A facemask with four strings can be modified to fit over the stoma. One of the strings can be extended with extra string; and the lower pair of strings can be tied behind the back. (See pictures below)


If worn properly, a facemask can help block large-particle droplets, splashes, sprays or splatter that may contain germs (viruses and bacteria). Facemasks may also help reduce exposure of the wearer’s respiratory secretions to others.

While a facemask may be effective in blocking splashes and large-particle droplets, it does not filter or block very small particles in the air that may be transmitted by coughs, and sneezes. Facemasks also do not provide complete protection from germs and other contaminants because of the loose fit between the surface of the facemask and the skin over the stoma.


Some facemasks (i.e., N95) offer greater filtering abilities of germs and small dust particles. However, neck breathers and people with chronic respiratory, cardiac, or other medical conditions that make breathing difficult should check with their healthcare provider before using a N95 facemask because it can make it more difficult for the wearer to breathe.


                                                 

Modifying the surgical mask by extending one of the strings. 




Front view of the surgical mask covering the stoma.






Back view of the surgical mask





Managing antiplatelet agents (i.e., plavix, aspirin) when changing voice prosthesis, caring of lower airways, and undergoing esophageal dilatation


Antiplatelet agents (Blood thinners) increase the risk of bleeding. Antiplatelet agents are used in patients who have a history of or who are at risk for cerebrovascular events, acute coronary syndromes, percutaneous coronary or vascular interventions with stenting, or peripheral arterial disease.
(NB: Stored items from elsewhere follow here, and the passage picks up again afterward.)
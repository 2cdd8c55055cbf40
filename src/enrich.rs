//! # Detail Enrichment Module
//!
//! Stage 2 of extraction: visits a candidate's own detail page and fills in
//! the date, time, location and description found there. A detail page often
//! lists sibling items too, so the target is isolated by title both in the
//! prompt and in the records accepted back.
//!
//! Enrichment never loses a candidate. Any failure returns the Stage-1
//! candidate unchanged.

use chrono::NaiveDate;
use tracing::{debug, instrument, warn};

use crate::calendar::{Category, SourceConfig};
use crate::extract::{Candidate, StructuredExtractor, extract_detail_records, heuristic};
use crate::fetcher::Fetcher;

fn same_page(a: &str, b: &str) -> bool {
    a.trim().trim_end_matches('/') == b.trim().trim_end_matches('/')
}

/// Per-run handle for visiting detail pages
pub struct Enricher<'a, E> {
    fetcher: &'a Fetcher,
    extractor: Option<&'a E>,
    today: NaiveDate,
}

impl<'a, E: StructuredExtractor> Enricher<'a, E> {
    pub fn new(fetcher: &'a Fetcher, extractor: Option<&'a E>, today: NaiveDate) -> Self {
        Self {
            fetcher,
            extractor,
            today,
        }
    }

    /// Enrich one candidate from its detail page
    ///
    /// # Arguments
    ///
    /// * `candidate` - The Stage-1 candidate
    /// * `category` - The category being refreshed
    /// * `source` - The source the candidate came from
    ///
    /// # Returns
    ///
    /// The merged candidates. Usually one; more when the detail page lists
    /// several dates for the item. The Stage-1 candidate alone when there is
    /// no detail page or enrichment fails.
    #[instrument(skip_all, fields(title = %candidate.title, source = %source.name))]
    pub async fn enrich(
        &self,
        candidate: Candidate,
        category: Category,
        source: &SourceConfig,
    ) -> Vec<Candidate> {
        let Some(detail_url) = candidate.detail_url.clone() else {
            return vec![candidate];
        };
        if same_page(&detail_url, &source.url) {
            debug!("Detail link points back at the listing, skipping");
            return vec![candidate];
        }

        let html = match self.fetcher.fetch(&detail_url).await {
            Ok(html) => html,
            Err(e) => {
                warn!(url = %detail_url, "Detail fetch failed, keeping listing data: {}", e);
                return vec![candidate];
            }
        };

        let details = match self.extractor {
            Some(extractor) if source.scraping_method.uses_ai() => {
                let cleaned = self.fetcher.clean(&html);
                match extract_detail_records(
                    extractor,
                    &cleaned,
                    &candidate.title,
                    category,
                    &detail_url,
                    self.today,
                )
                .await
                {
                    Ok(details) => details,
                    Err(e) => {
                        warn!(url = %detail_url, "Detail extraction failed, keeping listing data: {}", e);
                        return vec![candidate];
                    }
                }
            }
            _ => match heuristic::extract_detail(&html, &candidate.title, category) {
                Some(detail) => vec![detail],
                None => {
                    warn!(url = %detail_url, "No section about this item on its detail page");
                    return vec![candidate];
                }
            },
        };

        debug!(records = details.len(), "Enriched from detail page");
        details
            .into_iter()
            .map(|detail| candidate.merged_with(detail))
            .collect()
    }
}
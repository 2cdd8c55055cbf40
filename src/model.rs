//! # LLM Client Module
//!
//! Provides the completion model used for structured extraction, with built-in
//! rate limiting to prevent API quota exhaustion.
//!
//! ## Key Components
//!
//! - `Client`: wraps a rate-limited completion model
//! - `RateLimitedCompletionModel`: adds rate limiting to any completion model
//! - `MockCompletionModel`: scripted model for tests
//!
//! ## Features
//!
//! - Configurable rate limiting with different quotas (standard and free tiers)
//! - Environment variable configuration for API keys
//! - Instrumentation with tracing spans for monitoring

use std::num::NonZeroU32;

use governor::{Quota, RateLimiter};
use ratelimited_completion::RateLimitedCompletionModel;
use rig::{completion::CompletionModel, providers::gemini};

use crate::error::{Error, Result};
use crate::extract::LlmExtractor;

pub mod mock_model;
pub mod ratelimited_completion;

/// Environment variable holding the Gemini API key
pub const GEMINI_API_KEY_ENV: &str = "GEMINI_API_KEY";

/// Environment variable holding a free-tier Gemini API key
pub const GEMINI_FREE_API_KEY_ENV: &str = "GEMINI_FREE_API_KEY";

const STANDARD_COMPLETIONS_PER_MINUTE: u32 = 2000;
const FREE_COMPLETIONS_PER_MINUTE: u32 = 30;

/// The rate-limited Gemini model used by the env constructors
pub type GeminiCompletionModel = RateLimitedCompletionModel<gemini::completion::CompletionModel>;

#[derive(Debug, Clone)]
pub struct Client<C>
where
    C: CompletionModel,
{
    completion_model: C,
}

/// Raw provider response passed through the rate limiter
pub struct RateLimitResponse<T> {
    pub response: T,
}

fn api_key(var: &str) -> Result<String> {
    std::env::var(var)
        .ok()
        .filter(|key| !key.trim().is_empty())
        .ok_or_else(|| Error::Config(format!("{} environment variable must be set", var)))
}

fn quota(per_minute: u32) -> Quota {
    Quota::per_minute(NonZeroU32::new(per_minute).unwrap_or(NonZeroU32::MIN))
}

impl Client<GeminiCompletionModel> {
    /// Build a standard-tier client from `GEMINI_API_KEY`
    pub fn new_gemini_from_env() -> Result<Self> {
        let gemini_client = gemini::Client::new(&api_key(GEMINI_API_KEY_ENV)?);
        Ok(Self::new_gemini(gemini_client))
    }

    /// Build a free-tier client from `GEMINI_FREE_API_KEY`
    pub fn new_gemini_free_from_env() -> Result<Self> {
        let gemini_client = gemini::Client::new(&api_key(GEMINI_FREE_API_KEY_ENV)?);
        Ok(Self::new_gemini_free(gemini_client))
    }

    pub fn new_gemini(gemini_client: gemini::Client) -> Self {
        let completion_limiter = RateLimiter::direct(quota(STANDARD_COMPLETIONS_PER_MINUTE));
        let completion_model = RateLimitedCompletionModel::new(
            gemini_client.completion_model("gemini-2.0-flash"),
            completion_limiter,
        );
        Self { completion_model }
    }

    pub fn new_gemini_free(gemini_client: gemini::Client) -> Self {
        let completion_limiter = RateLimiter::direct(quota(FREE_COMPLETIONS_PER_MINUTE));
        let completion_model = RateLimitedCompletionModel::new(
            gemini_client.completion_model("gemini-2.0-flash-lite"),
            completion_limiter,
        );
        Self { completion_model }
    }
}

impl<C> Client<C>
where
    C: CompletionModel,
{
    /// Wrap an arbitrary completion model
    pub fn new(completion_model: C) -> Self {
        Self { completion_model }
    }

    /// A structured extractor backed by this client's model
    pub fn extractor(&self) -> LlmExtractor<C>
    where
        C: Send + Sync + 'static,
    {
        LlmExtractor::new(self.completion_model.clone())
    }
}
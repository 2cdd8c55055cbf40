//! # Page Fetcher Module
//!
//! Retrieves listing and detail pages for the scraping pipeline. This is the
//! only component that talks to source websites.
//!
//! ## Key Components
//!
//! - `Fetcher`: a reqwest client with a browser-like header set and bounded timeout
//! - `FetcherConfig`: headers, timeout and content limits
//! - `FetchError`: typed failures (timeout, non-2xx status, transport errors)
//! - Content helpers for narrowing markup before extraction
//!
//! ## Behavior
//!
//! - No retries: a failed source is reported and skipped for the run
//! - Errors never escape as panics; callers always get a `FetchError`

mod config;
pub mod content;
mod error;

pub use config::{DEFAULT_USER_AGENT, FetcherConfig, FetcherConfigBuilder};
pub use content::{clean_html, has_calendar_table, month_page_urls, resolve_url};
pub use error::FetchError;

use reqwest::header::{ACCEPT, ACCEPT_LANGUAGE, HeaderMap, HeaderValue, USER_AGENT};
use tracing::{debug, instrument, warn};
use url::Url;

/// HTTP client for source pages
#[derive(Debug, Clone)]
pub struct Fetcher {
    client: reqwest::Client,
    config: FetcherConfig,
}

impl Fetcher {
    /// Create a fetcher from configuration
    pub fn new(config: FetcherConfig) -> Result<Self, FetchError> {
        let mut headers = HeaderMap::new();
        for (name, value) in [
            (USER_AGENT, &config.user_agent),
            (ACCEPT, &config.accept),
            (ACCEPT_LANGUAGE, &config.accept_language),
        ] {
            let value = HeaderValue::from_str(value)
                .map_err(|e| FetchError::InvalidHeader(format!("{}: {}", name.as_str(), e)))?;
            headers.insert(name, value);
        }

        let client = reqwest::Client::builder()
            .default_headers(headers)
            .timeout(config.timeout())
            .build()?;

        Ok(Self { client, config })
    }

    /// The configuration this fetcher was built with
    pub fn config(&self) -> &FetcherConfig {
        &self.config
    }

    /// Fetch a page and return its markup
    ///
    /// # Arguments
    ///
    /// * `url` - Absolute URL of the page
    ///
    /// # Returns
    ///
    /// The raw HTML body, or a `FetchError` for timeouts, non-2xx answers and
    /// transport failures
    #[instrument(skip(self))]
    pub async fn fetch(&self, url: &str) -> Result<String, FetchError> {
        let parsed = Url::parse(url)?;

        let response = self
            .client
            .get(parsed)
            .send()
            .await
            .map_err(|e| FetchError::from_request(url, e))?;

        let status = response.status();
        if !status.is_success() {
            warn!(status = status.as_u16(), "Non-success status");
            return Err(FetchError::Status {
                url: url.to_string(),
                status: status.as_u16(),
            });
        }

        let body = response
            .text()
            .await
            .map_err(|e| FetchError::from_request(url, e))?;
        debug!("Fetched {} bytes", body.len());
        Ok(body)
    }

    /// Narrow fetched markup for the extractor using this fetcher's limits
    pub fn clean(&self, html: &str) -> String {
        clean_html(
            html,
            &self.config.exclude_selectors,
            self.config.max_content_chars,
        )
    }
}
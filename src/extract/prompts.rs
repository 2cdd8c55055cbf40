//! Category-tuned prompts for listing and detail extraction

use chrono::{Datelike, NaiveDate};

use crate::calendar::Category;

const SHARED_RULES: &str = "\
- Dates use YYYY-MM-DD. For dates written without a year, use the current year unless \
the month is more than two months in the past, in which case use next year.
- Times use HH:MM in 24-hour format. Leave time null when the page shows none; do not guess.
- Return relative URLs exactly as they appear in href attributes.
- Skip navigation and interface text such as \"Log In\", \"Sign Up\", \"Read More\", \
\"Menu\", \"Search\", \"Home\", \"About\" and \"Contact\".
- Keep descriptions under 200 characters.
- recurring_pattern is a short phrase such as \"first friday\" or \"every monday\" \
when the item repeats on a schedule, otherwise null.";

fn header(today: NaiveDate) -> String {
    format!(
        "TODAY'S DATE: {}\nCURRENT YEAR: {}",
        today.format("%Y-%m-%d"),
        today.year()
    )
}

fn events_listing(today: NaiveDate, content: &str) -> String {
    format!(
        r#"You are an expert web scraper. Extract every EVENT from the following HTML content.

{header}

Focus on one-off public events: performances, festivals, markets, exhibits, parades.
Capture the exact date and start time of each occurrence. When an event repeats
("First Friday Art Walk", "every Saturday"), record the schedule in recurring_pattern.

RULES:
{rules}

Return ONLY a JSON array, no markdown and no commentary:
[
  {{"title": "Event Name", "date": "{year}-03-15", "time": "19:00", "description": "Brief description", "url": "/event/123", "location": "Venue", "recurring_pattern": null}}
]

If there are no events, return [].

HTML content:
{content}
"#,
        header = header(today),
        rules = SHARED_RULES,
        year = today.year(),
        content = content,
    )
}

fn classes_listing(today: NaiveDate, content: &str) -> String {
    format!(
        r#"You are an expert web scraper. Extract every CLASS or WORKSHOP from the following HTML content.

{header}

Focus on instruction: courses, workshops, lessons and multi-week series. Capture the
instructor, the skill level and the session schedule. Keep week numbers and session
ordinals in titles ("Week 2", "Session 3") because they distinguish sessions.
A series meeting on several dates should list every date in "dates".

RULES:
{rules}

Return ONLY a JSON array, no markdown and no commentary:
[
  {{"title": "Wheel Throwing Basics", "date": "{year}-03-10", "dates": ["{year}-03-10", "{year}-03-17"], "time": "18:00", "instructor": "Jane Smith", "description": "Beginner level", "url": "/classes/wheel", "recurring_pattern": "every tuesday"}}
]

If there are no classes, return [].

HTML content:
{content}
"#,
        header = header(today),
        rules = SHARED_RULES,
        year = today.year(),
        content = content,
    )
}

fn meetings_listing(today: NaiveDate, content: &str) -> String {
    format!(
        r#"You are an expert web scraper. Extract every public MEETING from the following HTML content.

{header}

Focus on government and civic meetings: commissions, councils, boards, hearings.
Capture the body that meets, the meeting location and the agenda summary. Keep the
full official title including any year or body name.

RULES:
{rules}

Return ONLY a JSON array, no markdown and no commentary:
[
  {{"title": "Planning Commission Regular Meeting", "date": "{year}-03-18", "time": "17:30", "location": "City Hall, Council Chambers", "description": "Agenda: rezoning requests", "url": "/meetings/42", "recurring_pattern": "third tuesday"}}
]

If there are no meetings, return [].

HTML content:
{content}
"#,
        header = header(today),
        rules = SHARED_RULES,
        year = today.year(),
        content = content,
    )
}

/// Stage-1 prompt for a listing page
///
/// # Arguments
///
/// * `category` - The kind of items to extract
/// * `today` - Reference date for year inference
/// * `content` - Cleaned listing markup
pub fn listing_prompt(category: Category, today: NaiveDate, content: &str) -> String {
    match category {
        Category::Events => events_listing(today, content),
        Category::Classes => classes_listing(today, content),
        Category::Meetings => meetings_listing(today, content),
    }
}

fn isolation_rules(title: &str) -> String {
    format!(
        r#"ISOLATION RULES:
- Extract details ONLY for "{title}".
- The page may describe other events, classes or meetings. Ignore them completely.
- Take the date, time, location and description from the section about "{title}" only.
- If the page does not describe "{title}", return []."#
    )
}

fn detail_focus(category: Category) -> &'static str {
    match category {
        Category::Events => {
            "Capture the exact date and start time, the venue, and whether the event repeats."
        }
        Category::Classes => {
            "Capture the instructor, the skill level, every session date and the start time."
        }
        Category::Meetings => {
            "Capture the meeting date and time, the location and a short agenda summary."
        }
    }
}

/// Stage-2 prompt for a detail page about one item
///
/// # Arguments
///
/// * `category` - The kind of item
/// * `title` - Title of the target item found on the listing page
/// * `today` - Reference date for year inference
/// * `content` - Cleaned detail page markup
pub fn detail_prompt(category: Category, title: &str, today: NaiveDate, content: &str) -> String {
    format!(
        r#"You are an expert web scraper. This page is the detail page for the {noun} titled "{title}".

{header}

{isolation}

{focus}

RULES:
{rules}

Return ONLY a JSON object for "{title}" (or an array with exactly one object), no markdown:
{{"title": "{title}", "date": "YYYY-MM-DD", "dates": [], "time": "HH:MM", "description": "...", "location": "...", "instructor": null, "recurring_pattern": null}}

HTML content:
{content}
"#,
        noun = category.singular(),
        title = title,
        header = header(today),
        isolation = isolation_rules(title),
        focus = detail_focus(category),
        rules = SHARED_RULES,
        content = content,
    )
}
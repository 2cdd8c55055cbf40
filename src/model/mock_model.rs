//! # Mock Completion Model for Testing
//!
//! Provides a `MockCompletionModel` that implements the `CompletionModel` trait
//! for use in tests. Responses can be queued so consecutive calls (a listing
//! extraction followed by detail extractions) see different answers, and a
//! fallback response or error covers every call after the queue drains.

use rig::{
    completion::{
        AssistantContent, CompletionError, CompletionModel, CompletionRequest, CompletionResponse,
    },
    one_or_many::OneOrMany,
};
use std::collections::VecDeque;
use std::sync::Arc;
use std::sync::atomic::{AtomicUsize, Ordering};
use tokio::sync::Mutex;

#[derive(Debug, Clone)]
enum Scripted {
    Reply(OneOrMany<AssistantContent>),
    Fail(String),
}

/// A mock completion model for testing purposes.
#[derive(Debug, Clone)]
pub struct MockCompletionModel {
    queue: Arc<Mutex<VecDeque<Scripted>>>,
    fallback: Arc<Mutex<Option<Scripted>>>,
    calls: Arc<AtomicUsize>,
}

impl MockCompletionModel {
    /// Creates a new mock model that will return a default empty success response.
    pub fn new() -> Self {
        Self {
            queue: Arc::new(Mutex::new(VecDeque::new())),
            fallback: Arc::new(Mutex::new(None)),
            calls: Arc::new(AtomicUsize::new(0)),
        }
    }

    /// Sets the response returned once the queue is empty.
    pub async fn set_response(&self, response: OneOrMany<AssistantContent>) {
        *self.fallback.lock().await = Some(Scripted::Reply(response));
    }

    /// Helper to create a simple text response.
    pub async fn set_text_response(&self, text: &str) {
        self.set_response(OneOrMany::one(AssistantContent::text(text)))
            .await;
    }

    /// Makes every call after the queue drains fail with a provider error.
    pub async fn set_error(&self, message: &str) {
        *self.fallback.lock().await = Some(Scripted::Fail(message.to_string()));
    }

    /// Queues a text response for the next unanswered call.
    pub async fn push_text_response(&self, text: &str) {
        self.queue
            .lock()
            .await
            .push_back(Scripted::Reply(OneOrMany::one(AssistantContent::text(text))));
    }

    /// Number of completion calls received so far.
    pub fn calls(&self) -> usize {
        self.calls.load(Ordering::SeqCst)
    }
}

impl Default for MockCompletionModel {
    fn default() -> Self {
        Self::new()
    }
}

impl CompletionModel for MockCompletionModel {
    type Response = String;

    async fn completion(
        &self,
        _completion_request: CompletionRequest,
    ) -> Result<CompletionResponse<Self::Response>, CompletionError> {
        self.calls.fetch_add(1, Ordering::SeqCst);
        let next = self.queue.lock().await.pop_front();
        let scripted = match next {
            Some(scripted) => Some(scripted),
            None => self.fallback.lock().await.clone(),
        };
        match scripted {
            Some(Scripted::Reply(choice)) => Ok(CompletionResponse {
                choice,
                raw_response: "".to_string(),
            }),
            Some(Scripted::Fail(message)) => Err(CompletionError::ProviderError(message)),
            None => Ok(CompletionResponse {
                choice: OneOrMany::one(AssistantContent::text("")),
                raw_response: "".to_string(),
            }),
        }
    }
}
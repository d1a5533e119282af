//! Spend governance over rolling hourly and daily windows.
//!
//! The governor is advisory gatekeeping plus a source of truth: `check`
//! is called before a request and commits nothing, `record` is called
//! after a completed call and always commits. Windows reset lazily the
//! moment a check or record observes that they have elapsed; there is no
//! background timer.

use chrono::{DateTime, Duration, Utc};
use serde::Serialize;
use thiserror::Error;

/// Spend ceilings and the alert fraction at which advisory warnings fire.
#[derive(Debug, Clone)]
pub struct BudgetConfig {
    pub max_tokens_per_hour: u64,
    pub max_tokens_per_day: u64,
    /// USD ceiling for the rolling hour.
    pub max_cost_per_hour: f64,
    /// Fraction of any ceiling at which a warning is logged without
    /// failing the check.
    pub alert_threshold: f64,
}

impl Default for BudgetConfig {
    fn default() -> Self {
        Self {
            max_tokens_per_hour: 100_000,
            max_tokens_per_day: 1_000_000,
            max_cost_per_hour: 10.0,
            alert_threshold: 0.8,
        }
    }
}

/// A ceiling the pending request would cross.
#[derive(Debug, Error, PartialEq)]
pub enum BudgetError {
    #[error("hourly token limit: {used} used + {requested} requested > {limit}")]
    HourlyTokens { used: u64, requested: u64, limit: u64 },

    #[error("daily token limit: {used} used + {requested} requested > {limit}")]
    DailyTokens { used: u64, requested: u64, limit: u64 },

    #[error("hourly cost limit: ${used:.4} spent + ${requested:.4} requested > ${limit:.2}")]
    HourlyCost { used: f64, requested: f64, limit: f64 },
}

/// Read-only snapshot of counters and configured limits.
#[derive(Debug, Clone, Serialize)]
pub struct BudgetUsage {
    pub hourly_tokens: u64,
    pub hourly_token_limit: u64,
    pub daily_tokens: u64,
    pub daily_token_limit: u64,
    pub hourly_cost: f64,
    pub hourly_cost_limit: f64,
    pub hour_window_started: DateTime<Utc>,
    pub day_window_started: DateTime<Utc>,
}

/// USD price per 1K tokens. Unknown models bill at the default rate.
pub fn price_per_1k_tokens(model: &str) -> f64 {
    match model {
        "deepseek-chat" => 0.0014,
        "deepseek-reasoner" => 0.0055,
        "gpt-4o" => 0.0125,
        "gpt-4o-mini" => 0.000_375,
        "gpt-3.5-turbo" => 0.001,
        _ => 0.002,
    }
}

fn cost_of(tokens: u64, model: &str) -> f64 {
    tokens as f64 / 1000.0 * price_per_1k_tokens(model)
}

/// Rolling-window usage and cost ceilings for one orchestrator instance.
#[derive(Debug)]
pub struct BudgetGovernor {
    config: BudgetConfig,
    hour_tokens: u64,
    hour_cost: f64,
    hour_started: DateTime<Utc>,
    day_tokens: u64,
    day_started: DateTime<Utc>,
}

impl BudgetGovernor {
    pub fn new(config: BudgetConfig) -> Self {
        let now = Utc::now();
        Self {
            config,
            hour_tokens: 0,
            hour_cost: 0.0,
            hour_started: now,
            day_tokens: 0,
            day_started: now,
        }
    }

    /// Restart any window whose length has elapsed. Called from every
    /// check and record; this is the only place counters reset.
    fn roll_windows(&mut self) {
        let now = Utc::now();
        if now - self.hour_started >= Duration::hours(1) {
            tracing::debug!("hourly budget window elapsed, resetting counters");
            self.hour_tokens = 0;
            self.hour_cost = 0.0;
            self.hour_started = now;
        }
        if now - self.day_started >= Duration::days(1) {
            tracing::debug!("daily budget window elapsed, resetting counters");
            self.day_tokens = 0;
            self.day_started = now;
        }
    }

    /// Fail when `estimated_tokens` on `model` would cross a ceiling.
    ///
    /// Commits nothing: usage only moves through [`Self::record`]. When
    /// the estimate would cross the alert fraction of a ceiling without
    /// crossing the ceiling itself, a warning is logged and the check
    /// still passes.
    pub fn check(&mut self, estimated_tokens: u64, model: &str) -> Result<(), BudgetError> {
        self.roll_windows();

        let projected_hour = self.hour_tokens + estimated_tokens;
        if projected_hour > self.config.max_tokens_per_hour {
            return Err(BudgetError::HourlyTokens {
                used: self.hour_tokens,
                requested: estimated_tokens,
                limit: self.config.max_tokens_per_hour,
            });
        }

        let projected_day = self.day_tokens + estimated_tokens;
        if projected_day > self.config.max_tokens_per_day {
            return Err(BudgetError::DailyTokens {
                used: self.day_tokens,
                requested: estimated_tokens,
                limit: self.config.max_tokens_per_day,
            });
        }

        let estimated_cost = cost_of(estimated_tokens, model);
        let projected_cost = self.hour_cost + estimated_cost;
        if projected_cost > self.config.max_cost_per_hour {
            return Err(BudgetError::HourlyCost {
                used: self.hour_cost,
                requested: estimated_cost,
                limit: self.config.max_cost_per_hour,
            });
        }

        let alert = self.config.alert_threshold;
        if projected_hour as f64 >= alert * self.config.max_tokens_per_hour as f64 {
            tracing::warn!(
                "hourly token usage at {}/{} with {} more requested, past {:.0}% alert threshold",
                self.hour_tokens,
                self.config.max_tokens_per_hour,
                estimated_tokens,
                alert * 100.0
            );
        }
        if projected_day as f64 >= alert * self.config.max_tokens_per_day as f64 {
            tracing::warn!(
                "daily token usage at {}/{} with {} more requested, past {:.0}% alert threshold",
                self.day_tokens,
                self.config.max_tokens_per_day,
                estimated_tokens,
                alert * 100.0
            );
        }
        if projected_cost >= alert * self.config.max_cost_per_hour {
            tracing::warn!(
                "hourly cost at ${:.4}/${:.2}, past {:.0}% alert threshold",
                self.hour_cost,
                self.config.max_cost_per_hour,
                alert * 100.0
            );
        }

        Ok(())
    }

    /// Commit actual consumption after a completed call.
    ///
    /// Always applies, whether or not a prior check passed: the check is
    /// advisory gatekeeping, this is the source of truth.
    pub fn record(&mut self, actual_tokens: u64, model: &str) {
        self.roll_windows();
        self.hour_tokens += actual_tokens;
        self.day_tokens += actual_tokens;
        self.hour_cost += cost_of(actual_tokens, model);
        tracing::debug!(
            "recorded {} tokens on {} (hour total {}, day total {})",
            actual_tokens,
            model,
            self.hour_tokens,
            self.day_tokens
        );
    }

    /// Read-only snapshot of counters and limits.
    pub fn usage(&self) -> BudgetUsage {
        BudgetUsage {
            hourly_tokens: self.hour_tokens,
            hourly_token_limit: self.config.max_tokens_per_hour,
            daily_tokens: self.day_tokens,
            daily_token_limit: self.config.max_tokens_per_day,
            hourly_cost: self.hour_cost,
            hourly_cost_limit: self.config.max_cost_per_hour,
            hour_window_started: self.hour_started,
            day_window_started: self.day_started,
        }
    }

    /// Backdate the window starts, standing in for elapsed wall-clock time.
    #[cfg(test)]
    fn backdate(&mut self, hours: i64) {
        self.hour_started -= Duration::hours(hours);
        self.day_started -= Duration::hours(hours);
    }
}

impl Default for BudgetGovernor {
    fn default() -> Self {
        Self::new(BudgetConfig::default())
    }
}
Laryngectomees receiving these agents are more likely to experience local bleeding around the tracheoesophageal fistula site after a voice prosthesis is inserted. They can also have petechial hemorrhage in their trachea after manual wiping of their tracheal secretions.
For esophageal dilatation in patients at low thrombotic risk, the European Society of Gastrointestinal Endoscopy recommends discontinuing P2Y12 receptor antagonists (i.e., Plavix) five days before the procedure. In patients on dual antiplatelet therapy, they suggest continuing aspirin. For esophageal dilatation in patients at high thrombotic risk, they recommend continuing aspirin and consulting with a cardiologist about the risk/benefit of discontinuation of P2Y12 receptor antagonists. 

It is best to consult with the clinician who manages the patient's long-term anticoagulation (e.g., cardiologist, neurologist) to estimate the laryngectomee’s thrombotic risk and to determine if antiplatelet therapy can be safely interrupted.

It is best to inform one’s speech therapists and otolaryngologists that one is receiving blood thinners prior to changing their voice prosthesis, and esophageal dilatation. Exercise caution when removing tracheal secretion can reduce the risk of developing upper tracheal bleeding.




Bleeding from the tracheo-esophageal fistula site after changing a voice prosthesis.